Prior research indicated that socioeconomic and behavioral factors play a significant role in predicting health outcomes in older adults, and has shown that factors like education, poverty, race, access to medical care, and certain health behaviors can influence aging rates.

Crimmins explains that historically, scientists measure biological age by analyzing the epigenome, which records alterations in a cell’s DNA and associated proteins. Epigenetic clocks are tools researchers use to assess biological age by examining a set of biological markers. These clocks operate on the principle that specific epigenetic changes, such as DNA methylation patterns, evolve in a consistent manner over time within cells.

For this study, the research team examined data from more than 3,500 participants in the Health and Retirement Study, a comprehensive and long-term survey of Americans aged 51 and older. The scientists explored the link between epigenetic age acceleration and age-related health outcomes, including mortality, using three types of epigenetic clocks: first-generation (Horvath and Hannum), second-generation (GrimAge and PhenoAge), and third-generation (DunedinPACE clock).

The team found that different generations of epigenetic clocks (Horvath, Hannum, GrimAge, PhenoAge, DunedinPACE) differ in their ability to predict health outcomes.

“Horvath and Hannum do not do a very good job of predicting health outcomes; the other three do better,” Crimmins says. “Still, even doing better means that the amount of the variation explained in population health outcomes is fairly small.”

In the study, the team assessed participants’ age acceleration and studied its correlation with cognitive decline and functional limitations, as well as its ability to predict the onset of multiple chronic conditions after two years and mortality after four years.

“The second- and third-generation clocks, which were developed to enhance the earlier models, effectively predicted functional limitations in daily activities and cognitive impairment,” Crimmins says.

The team also compared these measures to established social and behavioral predictors of health and mortality, including health habits, demographics, mental health, socioeconomic status, and other blood-based biomarkers.

“The newer measures of epigenetic age acceleration consistently aligned with key aging-related health outcomes, although results varied somewhat across clock types,” Crimmins says. “Social and behavioral factors continued to be more reliable predictors of aging-related outcomes than epigenetic age acceleration measures, except in one significant instance: multimorbidity, or the presence of multiple chronic diseases.”

When combined with other biomarkers, epigenetic age was still predictive of mortality and multimorbidity, but it did not predict functional difficulties or cognitive dysfunction, she explains.

The study’s results indicate that epigenetic age measures, in addition to conventional social and behavioral health predictors, offer a useful approach for aging research and forecasting health outcomes in later life.

“Our findings indicate that while DNA methylation provides a valuable tool for predicting health outcomes in later life, other factors such as demographics, socioeconomic status, mental health, and health behaviors continue to be equally, if not more, reliable predictors of health,” Crimmins says. “We found that while epigenetic age does predict certain health outcomes later in life, it does little to explain important differences related to social factors.”
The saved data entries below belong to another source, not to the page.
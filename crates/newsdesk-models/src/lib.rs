//! # Newsdesk Models
//!
//! Domain models and DTOs for the Newsdesk API.
//!
//! # Modules
//!
//! - [`auth`]: login request/response bodies
//! - [`ids`]: the [`UserId`] newtype
//! - [`roles`]: roles, [`Grants`] and the loaded [`Principal`]
//! - [`users`]: user records and account status

pub mod auth;
pub mod ids;
pub mod roles;
pub mod users;

pub use auth::{LoginRequest, LoginResponse, MeResponse, MessageResponse};
pub use ids::UserId;
pub use roles::{Grants, Principal, Role, RolePermissionsResponse, UpdateRolePermissionsDto};
pub use users::{AccountStatus, NewUser, User, UserCredentials};
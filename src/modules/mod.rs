pub mod admin;
pub mod auth;
pub mod roles;
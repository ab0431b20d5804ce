use chrono::Duration;
use newsdesk_auth::create_access_token;
use newsdesk_core::{AppError, ErrorCode, verify_password};
use newsdesk_models::{LoginRequest, LoginResponse, User};
use tracing::{info, instrument, warn};

use crate::context::RequestContext;
use crate::metrics::{track_gate_rejection, track_login};
use crate::state::AppState;

pub struct AuthService;

fn invalid_credentials() -> AppError {
    AppError::unauthorized(ErrorCode::InvalidCredentials, "Invalid email or password")
}

impl AuthService {
    /// Checks the login rate limit, the credentials and the account state,
    /// then issues an access token.
    ///
    /// Every attempt counts against the per-IP auth limit; a successful
    /// login clears both the IP counter and the account's failed attempts.
    /// Reaching the failed-attempt threshold locks the account.
    #[instrument(skip_all, fields(ip = %ctx.ip_key()))]
    pub async fn login_user(
        state: &AppState,
        ctx: &RequestContext,
        dto: LoginRequest,
    ) -> Result<LoginResponse, AppError> {
        let security = state.security_config();
        let ip_key = ctx.ip_key();
        let trusted = ctx.client_ip.is_some_and(|ip| security.is_trusted(&ip));

        if !trusted {
            if let Err(limited) = state.auth_limiter.check(&ip_key) {
                warn!(ip = %ip_key, "login rate limit exceeded");
                track_gate_rejection(ErrorCode::LoginRateLimit.as_str());
                return Err(AppError::too_many_requests(
                    ErrorCode::LoginRateLimit,
                    limited.retry_after_secs,
                ));
            }
        }

        let Some(creds) = state.users.find_credentials_by_email(&dto.email).await? else {
            track_login(false);
            return Err(invalid_credentials());
        };
        let mut user = creds.user;
        let now = state.clock.now();

        if !user.status.is_active() {
            track_login(false);
            return Err(AppError::forbidden(
                ErrorCode::AccountInactive,
                "Account is not active",
            ));
        }
        if let Some(until) = user.lock_until {
            if until > now {
                track_login(false);
                return Err(AppError::locked(until));
            }
            // Lock elapsed: the failed-attempt count starts over.
            state.users.reset_failed_logins(user.id).await?;
            user.failed_login_attempts = 0;
            user.lock_until = None;
        }

        if !verify_password(&dto.password, &creds.password)? {
            track_login(false);
            return Err(Self::record_failure(state, &user).await?);
        }

        if user.failed_login_attempts > 0 || user.lock_until.is_some() {
            state.users.reset_failed_logins(user.id).await?;
            user.failed_login_attempts = 0;
            user.lock_until = None;
        }
        state.auth_limiter.reset(&ip_key);
        if let Err(e) = state.users.touch_last_activity(user.id, now).await {
            warn!(user_id = %user.id, error = %e, "failed to update last activity");
        }
        user.last_activity = Some(now);

        let token = create_access_token(
            user.id.into_inner(),
            &user.email,
            &user.role,
            state.jwt_config(),
        )?;

        track_login(true);
        info!(user_id = %user.id, role = %user.role, "user logged in");

        Ok(LoginResponse {
            success: true,
            token,
            user,
        })
    }

    /// Counts a wrong password and returns the error to report.
    async fn record_failure(state: &AppState, user: &User) -> Result<AppError, AppError> {
        let security = state.security_config();
        let attempts = state.users.record_failed_login(user.id).await?;

        if attempts >= security.max_failed_logins as i32 {
            let until = state.clock.now() + Duration::minutes(security.lock_minutes);
            state.users.lock_account(user.id, until).await?;
            warn!(user_id = %user.id, attempts, %until, "account locked after failed logins");
            return Ok(AppError::locked(until));
        }

        Ok(invalid_credentials())
    }
}
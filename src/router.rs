use std::any::Any;
use std::time::Duration;

use crate::logging::logging_middleware;
use crate::metrics::metrics_middleware;
use crate::middleware::auth::authenticate;
use crate::middleware::rate_limit::api_rate_limit;
use crate::middleware::security::screen_request;
use crate::modules::admin::router::init_admin_router;
use crate::modules::auth::router::init_auth_router;
use crate::modules::roles::router::init_roles_router;
use crate::state::AppState;
use axum::http::{HeaderName, HeaderValue, Method};
use axum::response::{IntoResponse, Response};
use axum::routing::get;
use axum::{Json, Router, middleware};
use newsdesk_core::AppError;
use serde_json::{Value, json};
use tower_http::catch_panic::CatchPanicLayer;
use tower_http::cors::CorsLayer;
use tower_http::timeout::TimeoutLayer;
use tracing::error;

use crate::context::API_KEY_HEADER;

async fn health_check() -> Json<Value> {
    Json(json!({ "success": true, "status": "ok" }))
}

fn handle_panic(err: Box<dyn Any + Send + 'static>) -> Response {
    let detail = err
        .downcast_ref::<String>()
        .map(String::as_str)
        .or_else(|| err.downcast_ref::<&str>().copied())
        .unwrap_or("unknown panic");
    error!(panic = detail, "handler panicked");
    AppError::internal(anyhow::anyhow!("handler panicked: {detail}")).into_response()
}

pub fn init_router(state: AppState) -> Router {
    let protected = Router::new()
        .nest("/roles", init_roles_router())
        .nest("/admin", init_admin_router())
        .route_layer(middleware::from_fn_with_state(state.clone(), authenticate));

    let public = Router::new()
        .route("/health", get(health_check))
        .route_layer(middleware::from_fn_with_state(state.clone(), api_rate_limit));

    Router::new()
        .nest(
            "/api",
            Router::new()
                .merge(public)
                .nest("/auth", init_auth_router(state.clone()))
                .merge(protected)
                .layer(middleware::from_fn_with_state(state.clone(), screen_request)),
        )
        .with_state(state.clone())
        .layer(TimeoutLayer::new(Duration::from_secs(
            state.security_config().request_timeout_secs,
        )))
        .layer(CatchPanicLayer::custom(handle_panic))
        .layer({
            let allowed_origins: Vec<HeaderValue> = state
                .config
                .cors
                .allowed_origins
                .iter()
                .filter_map(|origin| origin.parse().ok())
                .collect();

            CorsLayer::new()
                .allow_origin(allowed_origins)
                .allow_methods([
                    Method::GET,
                    Method::POST,
                    Method::PUT,
                    Method::PATCH,
                    Method::DELETE,
                    Method::OPTIONS,
                ])
                .allow_headers([
                    axum::http::header::AUTHORIZATION,
                    axum::http::header::CONTENT_TYPE,
                    axum::http::header::ACCEPT,
                    HeaderName::from_static(API_KEY_HEADER),
                ])
                .allow_credentials(true)
        })
        .layer(middleware::from_fn(metrics_middleware))
        .layer(middleware::from_fn(logging_middleware))
}
use std::env;

#[derive(Clone, Debug)]
pub struct JwtConfig {
    pub secret: String,
    /// Access token lifetime in seconds.
    pub access_token_expiry: i64,
    /// Name of the session cookie carrying the access token.
    pub cookie_name: String,
    /// Mark the session cookie `Secure`.
    pub secure_cookie: bool,
}

impl JwtConfig {
    pub fn from_env() -> Self {
        Self {
            secret: env::var("JWT_SECRET")
                .unwrap_or_else(|_| "your-secret-key-change-in-production".to_string()),
            access_token_expiry: env::var("JWT_ACCESS_EXPIRY")
                .ok()
                .and_then(|s| s.parse().ok())
                .unwrap_or(3600), // 1 hour
            cookie_name: env::var("JWT_COOKIE_NAME").unwrap_or_else(|_| "jwt".to_string()),
            secure_cookie: env::var("JWT_COOKIE_SECURE")
                .map(|v| v.to_lowercase() == "true" || v == "1")
                .unwrap_or(false),
        }
    }
}

impl Default for JwtConfig {
    fn default() -> Self {
        Self {
            secret: "your-secret-key-change-in-production".to_string(),
            access_token_expiry: 3600,
            cookie_name: "jwt".to_string(),
            secure_cookie: false,
        }
    }
}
With that in mind, Crimmins believes further research is necessary to better understand the relationship between epigenetic age acceleration and various aging-related health outcomes.

“We need to better understand what epigenetic age acceleration is and is caused by,” she says. “Future research could investigate how age acceleration predictions vary across different population groups. I think there is promise in the future with measures that are understood to reflect changes that affect health outcomes.”

— Keith Loria is a D.C.-based award-winning journalist who has been writing for major publications for nearly 20 years on topics as diverse as real estate, travel, Broadway, and health care.